We need to decouple health insurance from employment, create exchanges and let the market work. I think that is where change should start, yet I never hear politicians talk about it. Would be an easy change.
And one way Cigna (or any of them) saves money is by making it extremely complicated for doctors to get paid. That’s why there are more clerks than nurses.
I just read that the CBO hired an o crony and a obamarxcare supporter to work on the cost forecasts. Neither of them will respond to reporter’s questions.
I am sure this will instill faith in their projections. And, immediate acceptance of those projections by the lsm.
One of the facts of the US health care system is that the more work the doctor goes through to get paid, the less the doctor is paid. Cash customers are charged the most (unless they can work a deal), and often have to pay the day of service. Private insurance pays a bit less and requires work to file claims. Medicare is less than that, and Medicaid is even less, with their own sets of rules to be followed.
The health care debate has also been framed in terms which encourage universal, government provided care. The debate is centered around getting people health “insurance”, not care. Politicians complain about the number of uninsured, not whether people have been unable to see a doctor. Thus, the debate begins with the assumption that individuals cannot pay a doctor out-of-pocket for services.
There certainly are people who cannot pay for a doctor, especially those with chronic problems who must take maintenance drugs. They are also a fairly high percentage of health care spending — five diseases account for over half of health care spending according to the head of Kaiser Permanente if I remember correctly.
Finally, health “insurance” today is not really insurance. It’s closer to a service contract or extended warranty. Most insurance only pays when an exceptional event occurs (car crash, home burns down, death). People often don’t make a claim against auto or home insurance over periods of many years.
Health coverage is different. It’s moved to paying everything. So we have the third party pay problem and a general lack of concern about costs. If I get a car repaired, I receive an estimate, and it’s often binding. If I need a medical procedure, I’m given a range of possible prices (e.g. from $500 to $1200).
The exception is medical costs which are not covered by insurance. For procedures like bariatric (weight loss) surgery, where insurance often doesn’t pay, doctors will quote a fixed fee.

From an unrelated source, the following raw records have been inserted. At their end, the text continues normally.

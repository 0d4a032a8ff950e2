use cellcap_solver::SolverError;
use thiserror::Error;

use crate::instance::LimitFamily;

/// Malformed input, detected before the backend is called
#[derive(Error, Debug, Clone, PartialEq)]
pub enum ConfigError {
    #[error("Cell ({row}, {col}) is outside the {n_row}x{n_col} grid")]
    CellOutOfBounds { row: usize, col: usize, n_row: usize, n_col: usize },
    #[error("Cell ({row}, {col}) lies on diagonal {diagonal} but only {n_diag} diagonal limits were given")]
    DiagonalNotCovered { row: usize, col: usize, diagonal: usize, n_diag: usize },
    #[error("{family} limit {index} is negative: {value}")]
    NegativeLimit { family: LimitFamily, index: usize, value: f64 },
    #[error("{family} limit {index} is not a finite number: {value}")]
    NonFiniteLimit { family: LimitFamily, index: usize, value: f64 },
    #[error("{family} limit {index} is {value}, above the largest exact integer capacity {max}")]
    LimitTooLarge { family: LimitFamily, index: usize, value: f64, max: f64 },
    #[error("Unknown formulation '{0}' (expected 'sparse' or 'dense')")]
    UnknownFormulation(String),
    #[error("Backend '{0}' reported an unbounded model, which finite limits cannot produce")]
    Unbounded(String),
}

#[derive(Error, Debug)]
pub enum CellError {
    #[error(transparent)]
    Config(#[from] ConfigError),
    #[error(transparent)]
    Solver(#[from] SolverError),
    #[error("Backend returned an unusable solution: {0}")]
    MalformedSolution(String),
}
use clap::{Parser, Subcommand};
use std::path::{Path, PathBuf};
use std::time::Duration;

use cellcap_model::{CellModel, CellOutcome, Formulation, Instance, ModelBuilder};
use cellcap_solver::{Backend, BranchAndBound, SolverConfig};
use tracing_subscriber::EnvFilter;

#[derive(Parser)]
#[command(name = "cellcap")]
#[command(about = "Allocate integer quantities to admissible grid cells under row, column and diagonal limits", long_about = None)]
struct Cli {
    /// Log model construction and search progress
    #[arg(short, long, global = true)]
    verbose: bool,

    #[command(subcommand)]
    command: Commands,
}

#[derive(clap::Args)]
struct SolveArgs {
    /// Variable layout: sparse (admissible cells only) or dense (full grid)
    #[arg(short, long, default_value = "sparse")]
    formulation: Formulation,
    /// Stop the search after this many seconds
    #[arg(long)]
    time_limit: Option<f64>,
    /// Stop the search after this many branch-and-bound nodes
    #[arg(long)]
    max_nodes: Option<usize>,
    /// Write the branch-and-bound node log to this file
    #[arg(long)]
    log_file: Option<PathBuf>,
    /// Print the outcome as JSON
    #[arg(long)]
    json: bool,
}

#[derive(Subcommand)]
enum Commands {
    /// Solve an instance read from a JSON file
    Solve {
        /// The instance file
        file: PathBuf,
        #[command(flatten)]
        args: SolveArgs,
    },
    /// Solve the built-in 4x5 classroom instance
    Demo {
        #[command(flatten)]
        args: SolveArgs,
    },
    /// Solve with both formulations and compare the objective values
    Compare {
        /// The instance file
        file: PathBuf,
    },
    /// Validate an instance file
    Check {
        /// The instance file
        file: PathBuf,
    },
}

fn main() {
    let cli = Cli::parse();

    let default_level = if cli.verbose { "debug" } else { "warn" };
    tracing_subscriber::fmt()
        .with_env_filter(EnvFilter::try_from_default_env().unwrap_or_else(|_| EnvFilter::new(default_level)))
        .with_writer(std::io::stderr)
        .init();

    match cli.command {
        Commands::Solve { file, args } => {
            let instance = load_instance(&file);
            run_solve(&instance, &args);
        }
        Commands::Demo { args } => {
            let instance = cellcap_model::classroom_instance();
            run_solve(&instance, &args);
        }
        Commands::Compare { file } => {
            let instance = load_instance(&file);
            let config = SolverConfig::default();
            let backend = BranchAndBound::new();

            let mut objectives = Vec::new();
            for formulation in [Formulation::Sparse, Formulation::Dense] {
                let model = build_model(&instance, formulation);
                let outcome = solve_model(&model, &backend, &config);
                println!(
                    "{:8} {:>4} variables {:>4} constraints  {:10} {}",
                    formulation.as_str(),
                    model.num_variables(),
                    model.num_constraints(),
                    outcome.status().as_str(),
                    format_objective(outcome.objective_value())
                );
                objectives.push(outcome.objective_value());
            }

            if objectives[0] == objectives[1] {
                println!("✓ formulations agree");
            } else {
                println!("✗ formulations disagree");
                std::process::exit(1);
            }
        }
        Commands::Check { file } => {
            let instance = load_instance(&file);
            match instance.validate() {
                Ok(()) => {
                    println!("✓ {} is valid", file.display());
                    println!("  {}x{} grid", instance.n_row(), instance.n_col());
                    println!("  {} admissible cells", instance.cells().len());
                    println!(
                        "  {} constraints ({} rows, {} columns, {} diagonals)",
                        instance.n_row() + instance.n_col() + instance.n_diag(),
                        instance.n_row(),
                        instance.n_col(),
                        instance.n_diag()
                    );
                    if instance.n_diag() < instance.grid_diagonals() {
                        println!(
                            "  note: grid spans {} diagonals, limits given for {}",
                            instance.grid_diagonals(),
                            instance.n_diag()
                        );
                    }
                }
                Err(e) => {
                    eprintln!("✗ {} has errors:", file.display());
                    eprintln!("  {}", e);
                    std::process::exit(1);
                }
            }
        }
    }
}

fn load_instance(file: &Path) -> Instance {
    let source = match std::fs::read_to_string(file) {
        Ok(s) => s,
        Err(e) => {
            eprintln!("Error reading file: {}", e);
            std::process::exit(1);
        }
    };

    match serde_json::from_str(&source) {
        Ok(instance) => instance,
        Err(e) => {
            eprintln!("Invalid instance file {}: {}", file.display(), e);
            std::process::exit(1);
        }
    }
}

fn build_model(instance: &Instance, formulation: Formulation) -> CellModel {
    match ModelBuilder::new(instance).formulation(formulation).build() {
        Ok(model) => model,
        Err(e) => {
            eprintln!("Configuration error: {}", e);
            std::process::exit(1);
        }
    }
}

fn solve_model(model: &CellModel, backend: &dyn Backend, config: &SolverConfig) -> CellOutcome {
    match model.solve(backend, config) {
        Ok(outcome) => outcome,
        Err(e) => {
            eprintln!("Error: {}", e);
            std::process::exit(1);
        }
    }
}

fn solver_config(args: &SolveArgs) -> SolverConfig {
    let mut config = SolverConfig::default();
    if let Some(secs) = args.time_limit {
        match Duration::try_from_secs_f64(secs) {
            Ok(limit) => config = config.with_time_limit(limit),
            Err(e) => {
                eprintln!("Invalid time limit {}: {}", secs, e);
                std::process::exit(1);
            }
        }
    }
    if let Some(max) = args.max_nodes {
        config = config.with_max_nodes(max);
    }
    if let Some(path) = &args.log_file {
        config = config.with_log_path(path);
    }
    config
}

fn format_objective(value: Option<f64>) -> String {
    value.map(|v| format!("{}", v)).unwrap_or_else(|| "-".to_string())
}

fn run_solve(instance: &Instance, args: &SolveArgs) {
    let config = solver_config(args);
    let backend = BranchAndBound::new();
    let model = build_model(instance, args.formulation);
    let outcome = solve_model(&model, &backend, &config);

    if args.json {
        print_json(&model, &outcome);
    } else {
        print_report(&model, &outcome);
    }

    if matches!(outcome, CellOutcome::Infeasible) {
        std::process::exit(1);
    }
}

fn print_report(model: &CellModel, outcome: &CellOutcome) {
    println!("Model: {}", model.formulation);
    println!("Grid: {}x{} ({} diagonal limits)", model.n_row, model.n_col, model.n_diag);
    println!();
    println!("{}", "-".repeat(40));
    println!("Stats");
    println!("{}", "-".repeat(40));
    println!();
    println!("Number variables: {}", model.num_variables());
    println!("Number constraints: {}", model.num_constraints());
    println!();

    if let Some(assignment) = outcome.assignment() {
        println!("Time: {:.3} ms", assignment.stats.wall_time.as_secs_f64() * 1000.0);
        println!("CPU time: {:.3} ms", assignment.stats.cpu_time.as_secs_f64() * 1000.0);
        println!("Nodes: {}", assignment.stats.nodes);
        println!("Simplex iterations: {}", assignment.stats.lp_iterations);
        println!();
    }

    println!("Solve status: {}", outcome.status());
    println!("Objective value: {}", format_objective(outcome.objective_value()));

    match outcome {
        CellOutcome::Optimal(assignment) | CellOutcome::Feasible(assignment) => {
            if matches!(outcome, CellOutcome::Feasible(_)) {
                println!("(search limit reached, optimality not proven)");
            }
            println!();
            println!("{}", "-".repeat(40));
            println!("Variables' values");
            println!("{}", "-".repeat(40));
            println!();
            println!("{:20} value", "Admissible cell");
            for ((i, j), quantity) in assignment.iter() {
                println!("{:20} {}", format!("({}, {})", i, j), quantity);
            }
        }
        CellOutcome::Infeasible => {
            println!("No assignment satisfies all capacity limits.");
        }
    }
}

#[derive(serde::Serialize)]
struct JsonReport {
    formulation: Formulation,
    status: String,
    num_variables: usize,
    num_constraints: usize,
    objective_value: Option<f64>,
    nodes: usize,
    wall_time_ms: f64,
    cpu_time_ms: f64,
    cells: Vec<JsonCell>,
}

#[derive(serde::Serialize)]
struct JsonCell {
    row: usize,
    col: usize,
    quantity: u64,
}

fn print_json(model: &CellModel, outcome: &CellOutcome) {
    let assignment = outcome.assignment();
    let report = JsonReport {
        formulation: model.formulation,
        status: outcome.status().as_str().to_lowercase(),
        num_variables: model.num_variables(),
        num_constraints: model.num_constraints(),
        objective_value: outcome.objective_value(),
        nodes: assignment.map(|a| a.stats.nodes).unwrap_or(0),
        wall_time_ms: assignment.map(|a| a.stats.wall_time.as_secs_f64() * 1000.0).unwrap_or(0.0),
        cpu_time_ms: assignment.map(|a| a.stats.cpu_time.as_secs_f64() * 1000.0).unwrap_or(0.0),
        cells: assignment
            .map(|a| {
                a.iter()
                    .map(|((row, col), quantity)| JsonCell { row, col, quantity })
                    .collect()
            })
            .unwrap_or_default(),
    };

    match serde_json::to_string_pretty(&report) {
        Ok(json) => println!("{}", json),
        Err(e) => {
            eprintln!("Error serializing report: {}", e);
            std::process::exit(1);
        }
    }
}
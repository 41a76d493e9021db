use std::io::Write;
use std::panic::{self, AssertUnwindSafe};
use std::sync::Arc;

use chrono::{DateTime, Utc};
use parking_lot::Mutex;
use serde::Serialize;
use thiserror::Error;
use tracing::Level;
use tracing_subscriber::fmt::MakeWriter;

use super::context::LogContext;
use super::sampling::Severity;

/// `tracing` target for emitted request records.
pub const REQUEST_LOG_TARGET: &str = "reqtail::request";

#[derive(Debug, Error)]
pub enum ObservabilityError {
    #[error("failed to serialize request record: {0}")]
    Serialize(#[from] serde_json::Error),

    #[error("failed to write request record: {0}")]
    Io(#[from] std::io::Error),

    #[error("log sink unavailable: {0}")]
    SinkUnavailable(String),
}

/// One line handed to a sink.
#[derive(Debug, Clone, Serialize)]
#[serde(untagged)]
pub enum RequestRecord {
    Full(LogContext),
    /// Error from a request that never had a context.
    Minimal {
        status: u16,
        url: String,
        error: String,
    },
}

impl RequestRecord {
    pub fn context(&self) -> Option<&LogContext> {
        match self {
            RequestRecord::Full(ctx) => Some(ctx),
            RequestRecord::Minimal { .. } => None,
        }
    }

    pub fn status(&self) -> Option<u16> {
        match self {
            RequestRecord::Full(ctx) => ctx.status_code,
            RequestRecord::Minimal { status, .. } => Some(*status),
        }
    }
}

/// Destination for kept request records.
pub trait LogSink: Send + Sync {
    fn emit(
        &self,
        severity: Severity,
        summary: Option<&str>,
        record: &RequestRecord,
    ) -> Result<(), ObservabilityError>;
}

/// Scalar view of a record, one tracing field per record field.
struct EventFields<'a> {
    request_id: Option<&'a str>,
    method: Option<&'a str>,
    url: &'a str,
    status: Option<u16>,
    duration_ms: Option<u64>,
    ip: Option<&'a str>,
    user_agent: Option<&'a str>,
    user_id: Option<&'a str>,
    user_role: Option<&'a str>,
    org_id: Option<&'a str>,
    org_slug: Option<&'a str>,
    org_role: Option<&'a str>,
    impersonator_id: Option<&'a str>,
    db_queries_count: Option<u32>,
    trace_entries: Option<u64>,
    sampled: Option<bool>,
    sampling_reason: Option<&'static str>,
    error: Option<&'a str>,
    error_code: Option<&'a str>,
}

impl<'a> EventFields<'a> {
    fn of(record: &'a RequestRecord) -> Self {
        match record {
            RequestRecord::Full(ctx) => Self {
                request_id: Some(ctx.request_id.as_str()),
                method: Some(ctx.method.as_str()),
                url: ctx.url.as_str(),
                status: ctx.status_code,
                duration_ms: ctx.duration_ms,
                ip: ctx.ip.as_deref(),
                user_agent: ctx.user_agent.as_deref(),
                user_id: ctx.user_id.as_deref(),
                user_role: ctx.user_role.as_deref(),
                org_id: ctx.org_id.as_deref(),
                org_slug: ctx.org_slug.as_deref(),
                org_role: ctx.org_role.as_deref(),
                impersonator_id: ctx.impersonator_id.as_deref(),
                db_queries_count: Some(ctx.db_queries_count),
                trace_entries: Some(ctx.trace.len() as u64),
                sampled: Some(ctx.sampled),
                sampling_reason: ctx.sampling_reason.map(|r| r.as_str()),
                error: ctx.error.as_ref().map(|e| e.message.as_str()),
                error_code: ctx.error.as_ref().and_then(|e| e.code.as_deref()),
            },
            RequestRecord::Minimal { status, url, error } => Self {
                request_id: None,
                method: None,
                url: url.as_str(),
                status: Some(*status),
                duration_ms: None,
                ip: None,
                user_agent: None,
                user_id: None,
                user_role: None,
                org_id: None,
                org_slug: None,
                org_role: None,
                impersonator_id: None,
                db_queries_count: None,
                trace_entries: None,
                sampled: None,
                sampling_reason: None,
                error: Some(error.as_str()),
                error_code: None,
            },
        }
    }
}

macro_rules! request_event {
    ($level:expr, $fields:expr, $message:expr) => {{
        let f = $fields;
        tracing::event!(
            target: REQUEST_LOG_TARGET,
            $level,
            request_id = f.request_id,
            method = f.method,
            url = f.url,
            status = f.status,
            duration_ms = f.duration_ms,
            ip = f.ip,
            user_agent = f.user_agent,
            user_id = f.user_id,
            user_role = f.user_role,
            org_id = f.org_id,
            org_slug = f.org_slug,
            org_role = f.org_role,
            impersonator_id = f.impersonator_id,
            db_queries_count = f.db_queries_count,
            trace_entries = f.trace_entries,
            sampled = f.sampled,
            sampling_reason = f.sampling_reason,
            error = f.error,
            error_code = f.error_code,
            "{}",
            $message
        )
    }};
}

/// Writes records as `tracing` events under [`REQUEST_LOG_TARGET`], each record
/// field flattened into its own event field.
#[derive(Debug, Default, Clone, Copy)]
pub struct TracingSink;

impl LogSink for TracingSink {
    fn emit(
        &self,
        severity: Severity,
        summary: Option<&str>,
        record: &RequestRecord,
    ) -> Result<(), ObservabilityError> {
        let message = summary.unwrap_or("request completed");
        let fields = EventFields::of(record);

        match severity {
            Severity::Error => request_event!(Level::ERROR, fields, message),
            Severity::Warn => request_event!(Level::WARN, fields, message),
            Severity::Info => request_event!(Level::INFO, fields, message),
            Severity::Debug => request_event!(Level::DEBUG, fields, message),
        }
        Ok(())
    }
}

#[derive(Serialize)]
struct JsonLine<'a> {
    timestamp: DateTime<Utc>,
    level: Severity,
    target: &'static str,
    message: &'a str,
    record: &'a RequestRecord,
}

/// Writes each kept record as one JSON object per line, with the full record
/// nested under `record`. Records below `min_level` are skipped.
pub struct JsonLinesSink<W> {
    make_writer: W,
    min_level: Severity,
}

impl<W> JsonLinesSink<W> {
    pub fn new(make_writer: W, min_level: Severity) -> Self {
        Self { make_writer, min_level }
    }
}

impl<W> LogSink for JsonLinesSink<W>
where
    W: for<'w> MakeWriter<'w> + Send + Sync,
{
    fn emit(
        &self,
        severity: Severity,
        summary: Option<&str>,
        record: &RequestRecord,
    ) -> Result<(), ObservabilityError> {
        if severity < self.min_level {
            return Ok(());
        }

        let mut line = serde_json::to_vec(&JsonLine {
            timestamp: Utc::now(),
            level: severity,
            target: REQUEST_LOG_TARGET,
            message: summary.unwrap_or("request completed"),
            record,
        })?;
        line.push(b'\n');

        let mut writer = self.make_writer.make_writer();
        writer.write_all(&line)?;
        writer.flush()?;
        Ok(())
    }
}

#[derive(Debug, Clone)]
pub struct EmittedRecord {
    pub severity: Severity,
    pub summary: Option<String>,
    pub record: RequestRecord,
}

/// Keeps records in memory. Used by tests and local tooling.
#[derive(Debug, Default)]
pub struct MemorySink {
    records: Mutex<Vec<EmittedRecord>>,
}

impl MemorySink {
    pub fn new() -> Self {
        Self::default()
    }

    pub fn records(&self) -> Vec<EmittedRecord> {
        self.records.lock().clone()
    }

    /// Records for a given URL path prefix, in emission order.
    pub fn records_for(&self, url_prefix: &str) -> Vec<EmittedRecord> {
        self.records
            .lock()
            .iter()
            .filter(|r| match &r.record {
                RequestRecord::Full(ctx) => ctx.url.starts_with(url_prefix),
                RequestRecord::Minimal { url, .. } => url.starts_with(url_prefix),
            })
            .cloned()
            .collect()
    }

    pub fn len(&self) -> usize {
        self.records.lock().len()
    }

    pub fn is_empty(&self) -> bool {
        self.records.lock().is_empty()
    }

    pub fn clear(&self) {
        self.records.lock().clear();
    }
}

impl LogSink for MemorySink {
    fn emit(
        &self,
        severity: Severity,
        summary: Option<&str>,
        record: &RequestRecord,
    ) -> Result<(), ObservabilityError> {
        self.records.lock().push(EmittedRecord {
            severity,
            summary: summary.map(str::to_string),
            record: record.clone(),
        });
        Ok(())
    }
}

/// Boundary between the request path and the sink.
///
/// Sink errors and sink panics end here; they are reported on stderr and never
/// reach the request.
#[derive(Clone)]
pub struct Emitter {
    sink: Arc<dyn LogSink>,
    development: bool,
}

impl Emitter {
    pub fn new(sink: Arc<dyn LogSink>, development: bool) -> Self {
        Self { sink, development }
    }

    pub fn is_development(&self) -> bool {
        self.development
    }

    pub fn emit_context(&self, severity: Severity, mut context: LogContext) {
        if !self.development {
            if let Some(error) = context.error.as_mut() {
                error.stack = None;
            }
        }
        let summary = self.development.then(|| context.summary());
        self.emit(severity, summary.as_deref(), &RequestRecord::Full(context));
    }

    pub fn emit_minimal(&self, status: u16, url: impl Into<String>, error: impl Into<String>) {
        let (url, error) = (url.into(), error.into());
        let summary = self
            .development
            .then(|| format!("{url} {status} ERROR: {error}"));
        let record = RequestRecord::Minimal { status, url, error };
        self.emit(Severity::for_status(status), summary.as_deref(), &record);
    }

    fn emit(&self, severity: Severity, summary: Option<&str>, record: &RequestRecord) {
        let result = panic::catch_unwind(AssertUnwindSafe(|| self.sink.emit(severity, summary, record)));
        match result {
            Ok(Ok(())) => {}
            Ok(Err(err)) => eprintln!("reqtail: dropped request log record: {err}"),
            Err(_) => eprintln!("reqtail: request log sink panicked; record dropped"),
        }
    }
}

impl std::fmt::Debug for Emitter {
    fn fmt(&self, f: &mut std::fmt::Formatter<'_>) -> std::fmt::Result {
        f.debug_struct("Emitter")
            .field("development", &self.development)
            .finish_non_exhaustive()
    }
}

So I agree with Mr. Mitchell — the problem is third party pay. If the government is to do anything in health care, it would be best to have the government consider a way to deal with expensive chronic care (the bulk of costs, and where people are labeled uninsurable), and return health insurance to “catastrophic” care with most people paying for their own physicals, etc.
Related to this, one of the moves in health care has been to have insurance pay for physicals and routine screening tests (mammography, colonoscopy, etc) on the theory that people are avoiding routine tests due to the cost. Have there been studies looking at whether people get a physical more often if insurance covers it or not?
Daniel spends an inordinate amount of time picking on the UK’s National Health Service. There are blunders that happen in every hospital. After all, we are human and hospital personnel tend to become inured to suffering after seeing so much of it.
I agree with Daniel that 3rd party payment coupled with “usual and customary” and “fee for service” is a big driver in health care costs. But if you have no health insurance or a policy that only covers catastrophic illnesses as Daniel advocates, how does the individual go about finding competitive bids on a specific health care procedure?
Well, if you lived in the UK, you could go to this website to get competitive bids for private treatment. So in the UK you do have a choice: stick with the free service from the NHS or choose to go private.